Peer Learning is Paving the Way Toward Continuous Improvement

Headshot of Jennifer Broder, MDJennifer Broder, MD, vice chair of Quality and Safety, Lahey Hospital and Medical Center Department of Radiology, and Vice Chair, American College of Radiology® (ACR®) Commission on Quality and Safety, contributed this post.

Continuous improvement is the dedication to the proposition that we can always become better. One of the necessary features of continuous improvement in our clinical work is ensuring that we have a system in place to identify our clinical errors, consider why they happened and learn from them. For many years in radiology, a formal documented random score-based peer review model has been used as one of the tools to accomplish this.

What we all know, though, is that while this score-based peer review model was running in the foreground, in the background during the course of our daily work we have been tapping each other on the shoulder, leaving each other notes in our mailboxes or sending emails saying, “Hey, take a look at this. Thought you would want to know.” More often than not, that communication was for cases that had  presented challenges, potential misses, things that people felt we would  struggle to discuss as “teachable moments.” We would privately look, wince, learn and gather the courage to move on.

Over the past few years, there has been a group of radiologists who have been asking the questions: What if we could reduce the shame associated with the identification of those errors? What if we could bring all that learning out into the open so that not just one radiologist learns from their mistake, but we all learn together? Would that help us collectively improve our performance? If so, could we do without the scoring aspect altogether? The model of peer review that has resulted from those conversations has been named “peer learning” and is described in the 2016 sentinel article Peer Feedback, Learning and Improvement: Answering the Call of the Institute of Medicine Report on Diagnostic Error published in Radiology. In a peer learning model, cases with learning opportunities—whether discrepancies or great calls—are identified during the course of one’s regular work day, submitted to a central coordinator with description, but without scoring or other expression of judgement, and then the feedback is shared with the interpreting radiologist for feedback. The coordinator chooses the highest yield cases to share with the rest of the community, most often anonymously during departmental cases conferences. Further, the learning from these conferences is then channeled into generating systems improvements.

Across the country, we’re seeing an increasing awareness of peer learning and adoption across diverse practices — whether your practice is small or large, academic or private, diagnostic or interventional, we are seeing that peer learning can be implemented anywhere. Enthusiasm for the model is growing rapidly.  Almost 370 people signed up for the recent American College of Radiology® Implementing Peer Learning webinar, during which nine panelists from various practice settings across the country joined me to help answer people’s questions about how to gain support for the transition and manage the practice details of program implementation.

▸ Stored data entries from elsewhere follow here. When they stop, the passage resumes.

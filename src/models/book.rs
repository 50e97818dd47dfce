//! Book records as seen from authors and genres.
//!
//! Books are only read here: they are the dependents that keep an author or
//! genre from being deleted.

use serde::{Deserialize, Serialize};
use sqlx::FromRow;
use utoipa::ToSchema;
use uuid::Uuid;

/// Book record
#[derive(Debug, Clone, PartialEq, Serialize, Deserialize, FromRow, ToSchema)]
pub struct Book {
    pub id: Uuid,
    pub title: String,
    pub summary: String,
    pub isbn: String,
    pub author_id: Uuid,
}

/// Minimal book projection used on detail pages
#[derive(Debug, Clone, PartialEq, Serialize, Deserialize, FromRow, ToSchema)]
pub struct BookSummary {
    pub id: Uuid,
    pub title: String,
    pub summary: String,
}

/// What a book refers to
#[derive(Debug, Clone, Copy, PartialEq, Eq)]
pub enum BookReference {
    Author(Uuid),
    Genre(Uuid),
}

pub fn book_url(id: Uuid) -> String {
    format!("/catalog/book/{}", id)
}

/// Book projection as handed to views
#[derive(Debug, Clone, Serialize, ToSchema)]
pub struct BookSummaryView {
    #[serde(flatten)]
    pub book: BookSummary,
    pub url: String,
}

impl From<BookSummary> for BookSummaryView {
    fn from(book: BookSummary) -> Self {
        Self {
            url: book_url(book.id),
            book,
        }
    }
}

/// Full book as handed to views
#[derive(Debug, Clone, Serialize, ToSchema)]
pub struct BookView {
    #[serde(flatten)]
    pub book: Book,
    pub url: String,
}

impl From<Book> for BookView {
    fn from(book: Book) -> Self {
        Self {
            url: book_url(book.id),
            book,
        }
    }
}
//! OpenAPI documentation

use axum::Router;
use utoipa::OpenApi;
use utoipa_swagger_ui::SwaggerUi;

use crate::api::{authors, genres, health};

#[derive(OpenApi)]
#[openapi(
    info(
        title = "Local Library Catalog",
        version = "0.1.0",
        description = "Author and genre pages of the library catalog"
    ),
    paths(
        // Health
        health::health_check,
        health::readiness_check,
        // Authors
        authors::list_authors,
        authors::get_author,
        authors::create_author_form,
        authors::create_author,
        authors::delete_author_form,
        authors::delete_author,
        authors::update_author_form,
        authors::update_author,
        // Genres
        genres::list_genres,
        genres::get_genre,
        genres::create_genre_form,
        genres::create_genre,
        genres::delete_genre_form,
        genres::delete_genre,
        genres::update_genre_form,
        genres::update_genre,
    ),
    components(
        schemas(
            crate::api::View,
            // Authors
            crate::models::author::Author,
            crate::models::author::AuthorView,
            crate::models::author::AuthorForm,
            crate::models::author::AuthorDraft,
            // Genres
            crate::models::genre::Genre,
            crate::models::genre::GenreView,
            crate::models::genre::GenreForm,
            crate::models::genre::GenreDraft,
            // Books
            crate::models::book::Book,
            crate::models::book::BookView,
            crate::models::book::BookSummary,
            crate::models::book::BookSummaryView,
            // Forms
            crate::models::form::FieldError,
            crate::models::form::FieldErrorKind,
            // Health
            health::HealthResponse,
            // Errors
            crate::error::ErrorResponse,
        )
    ),
    tags(
        (name = "health", description = "Health check endpoints"),
        (name = "authors", description = "Author pages"),
        (name = "genres", description = "Genre pages")
    )
)]
pub struct ApiDoc;

/// Create the OpenAPI documentation router
pub fn create_openapi_router() -> Router {
    Router::new()
        .merge(SwaggerUi::new("/swagger-ui").url("/api-docs/openapi.json", ApiDoc::openapi()))
}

Transitioning to peer learning takes some work, but it well worth the effort, and there are many more resources to help you. For instance, there is also the 2017 article Practical Suggestions on How to Move From Peer Review to Peer Learning which helps guide implementation and video recordings from the ACR-sponsored National Peer Learning Summit.

  • Does your facility practice peer review or peer learning? How do you think a shift toward peer learning will impact the culture at your institution?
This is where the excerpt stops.